Schauen wir uns dieses Pferd doch mal genauer an.
Mythos der Homogenität
Integrative Schule bedeutet: Alle Kinder und Jugendlichen lernen unabhängig von ihren Begabungen und Bedürfnissen gemeinsam in der Regelschule. Diesen Schritt zur Inklusion beschloss die Schweiz unter anderem mit der Ratifizierung der Behindertenrechtskonvention der Vereinten Nationen (UN-BRK) im Jahr 2014. Die Konvention fordert, ein integratives Bildungssystem auf allen Ebenen als Menschenrecht umzusetzen.
Das Schweizer Bildungssystem ist längst nicht so durchlässig, wie es häufig gepriesen wird.
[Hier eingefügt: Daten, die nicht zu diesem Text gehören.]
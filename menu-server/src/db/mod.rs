//! Database Module
//!
//! SurrealDB connection and the content record store built on top of it.
//! Any engine reachable through `surrealdb::engine::any` is accepted, so
//! `mem://` backs the tests and `rocksdb://` backs a single-node deployment.

pub mod models;
pub mod repository;
pub mod timestamp;

use crate::core::DatabaseConfig;
use repository::RepoResult;
use surrealdb::Surreal;
use surrealdb::engine::any::{self, Any};
use surrealdb::opt::auth::Root;

/// Shared database handle type
pub type Database = Surreal<Any>;

/// Table and index definitions, applied on every start
const SCHEMA: &str = r#"
DEFINE TABLE IF NOT EXISTS categories SCHEMALESS;
DEFINE TABLE IF NOT EXISTS products SCHEMALESS;
DEFINE TABLE IF NOT EXISTS announcements SCHEMALESS;
DEFINE TABLE IF NOT EXISTS settings SCHEMALESS;
DEFINE TABLE IF NOT EXISTS admins SCHEMALESS;
DEFINE INDEX IF NOT EXISTS categories_active_order ON TABLE categories COLUMNS is_active, sort_order;
DEFINE INDEX IF NOT EXISTS products_active_order ON TABLE products COLUMNS is_active, sort_order;
DEFINE INDEX IF NOT EXISTS products_category ON TABLE products COLUMNS category_id;
DEFINE INDEX IF NOT EXISTS announcements_active_priority ON TABLE announcements COLUMNS is_active, priority;
DEFINE INDEX IF NOT EXISTS admins_email ON TABLE admins COLUMNS email UNIQUE;
"#;

/// Database service - owns the SurrealDB connection
#[derive(Clone)]
pub struct DbService {
    pub db: Database,
}

impl DbService {
    /// Connect, sign in when credentials are configured, select namespace/database
    /// and apply the schema.
    pub async fn connect(config: &DatabaseConfig) -> RepoResult<Self> {
        let db = any::connect(config.url.as_str()).await?;

        if let (Some(username), Some(password)) = (&config.username, &config.password) {
            db.signin(Root {
                username: username.as_str(),
                password: password.as_str(),
            })
            .await?;
        }

        db.use_ns(config.namespace.as_str())
            .use_db(config.database.as_str())
            .await?;

        db.query(SCHEMA).await?.check()?;

        tracing::info!(
            target: "database",
            url = %config.url,
            namespace = %config.namespace,
            database = %config.database,
            "Database connection established"
        );

        Ok(Self { db })
    }

    /// In-memory store with the schema applied
    pub async fn memory() -> RepoResult<Self> {
        Self::connect(&DatabaseConfig::memory()).await
    }

    /// Round-trip probe used by the health endpoint
    pub async fn ping(&self) -> RepoResult<()> {
        self.db.query("RETURN true").await?.check()?;
        Ok(())
    }
}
Das heisst allerdings nicht, Personen, die auf zusätzliche Unterstützung angewiesen sind, lediglich in eine Norm zu integrieren – sondern jegliche Form der Diskriminierung abzuschaffen und allen Menschen uneingeschränkte gesellschaftliche Teilhabe zu ermöglichen. Es geht um einen grundlegenden Paradigmenwechsel, der den Mythos der Homogenität innerhalb unserer Gesellschaft überwinden will. Dafür muss die Schule die Vielfalt unserer Gesellschaft abbilden. Sie soll Heterogenität als selbstverständlich und als Ressource betrachten.
Die Wissenschaft weiss schon lange, dass selektive, segregierende Schulsysteme ungleiche Bildungschancen zementieren.
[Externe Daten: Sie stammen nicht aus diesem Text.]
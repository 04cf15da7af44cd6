//! Product API 模块

mod handler;

use axum::{Router, routing::get};

use crate::core::ServerState;

pub fn router() -> Router<ServerState> {
    Router::new().nest("/api/admin/products", routes())
}

fn routes() -> Router<ServerState> {
    Router::new()
        .route("/", get(handler::list).post(handler::create))
        .route(
            "/{id}",
            get(handler::get_by_id)
                .put(handler::update)
                .delete(handler::delete),
        )
}
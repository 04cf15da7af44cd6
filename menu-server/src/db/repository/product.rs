//! Product Repository

use shared::models::{Product, ProductCreate, ProductUpdate};
use surrealdb::sql::Datetime;

use super::RepoResult;
use super::collection::{Collection, RecordKind};
use crate::db::models::{ProductPatch, ProductRecord};

pub struct ProductKind;

impl RecordKind for ProductKind {
    const TABLE: &'static str = "products";
    const ORDER_BY: &'static str = "sort_order ASC";
    const LABEL: &'static str = "Product";

    type Record = ProductRecord;
    type Model = Product;
    type Create = ProductCreate;
    type Update = ProductUpdate;
    type Patch = ProductPatch;

    fn new_record(data: ProductCreate, now: Datetime) -> ProductRecord {
        ProductRecord::new(data, now)
    }

    fn to_patch(data: ProductUpdate, now: Datetime) -> ProductPatch {
        ProductPatch::new(data, now)
    }
}

pub type ProductRepository = Collection<ProductKind>;

impl Collection<ProductKind> {
    /// Active products of one category, ascending `order`
    pub async fn by_category(&self, category_id: &str) -> RepoResult<Vec<Product>> {
        let records: Vec<ProductRecord> = self
            .db()
            .query(
                "SELECT * FROM products WHERE category_id = $category_id AND is_active = true ORDER BY sort_order ASC",
            )
            .bind(("category_id", category_id.to_string()))
            .await?
            .take(0)?;
        Ok(records.into_iter().map(Product::from).collect())
    }
}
Etliche Studien belegen, dass frühe Selektionsprozesse, wie sie in Zürich die Norm sind, tiefgreifende negative Folgen für die weitere Laufbahn mit sich bringen und kaum positive Effekte auf die Gesamtgesellschaft haben.
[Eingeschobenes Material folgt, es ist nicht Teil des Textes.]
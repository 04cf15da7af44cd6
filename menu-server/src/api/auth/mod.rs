//! Authentication Routes

mod handler;

use axum::{Router, routing::get, routing::post};

use crate::core::ServerState;

/// - /api/auth/login: public
/// - /api/auth/me, /api/auth/logout: guarded by the global require_admin middleware
pub fn router() -> Router<ServerState> {
    Router::new()
        .route("/api/auth/login", post(handler::login))
        .route("/api/auth/me", get(handler::me))
        .route("/api/auth/logout", post(handler::logout))
}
Gesellschaftliche Isolation
Auch der Mythos, dass heterogene Klassen sich negativ auf die „starken” Schüler*innen auswirken, wurde (sofern auf eine ausgeglichene Durchmischung geachtet wird) wiederholt widerlegt. Das Schweizer Bildungssystem ist längst nicht so durchlässig, wie es häufig gepriesen wird. Wer früh abgestuft oder ausgegliedert wird, hat es schwer, diesen Prozess wieder umzukehren.
So ist die Wiedereingliederung aus einer Sonderklasse in die Regelklasse für den Grossteil der Betroffenen unrealistisch. Unter anderem weil in den Regelklassen die entsprechenden Ressourcen zur individuellen Begleitung fehlen. Oft führen separative Schulsettings auch langfristig zu gesellschaftlicher Isolation.
Studien aus St. Gallen zeigen, dass Schüler*innen mit sonderpädagogischem Bedarf später im Schnitt 15 Prozent weniger verdienen und ein vervierfachtes Risiko haben, auch drei Jahre nach Schulabschluss keinen Zugang zu einem Beruf zu finden, wenn sie anstatt eine Regelklasse eine Sonderklasse besuchten. Auch die Entscheidung, wer überhaupt in eine Sonderklasse verschoben wird, widerspiegelt und reproduziert bestehende Diskriminierungen. Beispielsweise ist der Anteil von Kindern mit Migrationshintergrund in Sonderklassen um ein Vielfaches höher.
Status quo in Zürcher Schulzimmer
Die Stadt Zürich arbeitet seit 2009 mit dem Konzept der Integrativen Förderung (IF) und schaffte mit deren Einführung die Kleinklassen ab. Das heisst: Schulische Heilpädagog*innen unterstützen Kinder mit besonderem pädagogischem Bedarf auf allen Schulstufen innerhalb der Regelklassen bei Themen wie Lernstrategie, Lesen und Schreiben, Mathematik, Sozialkompetenz, Unterforderung oder bei Verhaltensauffälligkeiten. Zusätzlich gibt es DaZ-Förderung (Deutsch als Zweitsprache) und die integrierte Sonderschulung (ISS/ISR), die es Schüler*innen mit einer Behinderung, Funktionseinschränkung oder Entwicklungsstörung ermöglichen soll, die Regelschule zu besuchen.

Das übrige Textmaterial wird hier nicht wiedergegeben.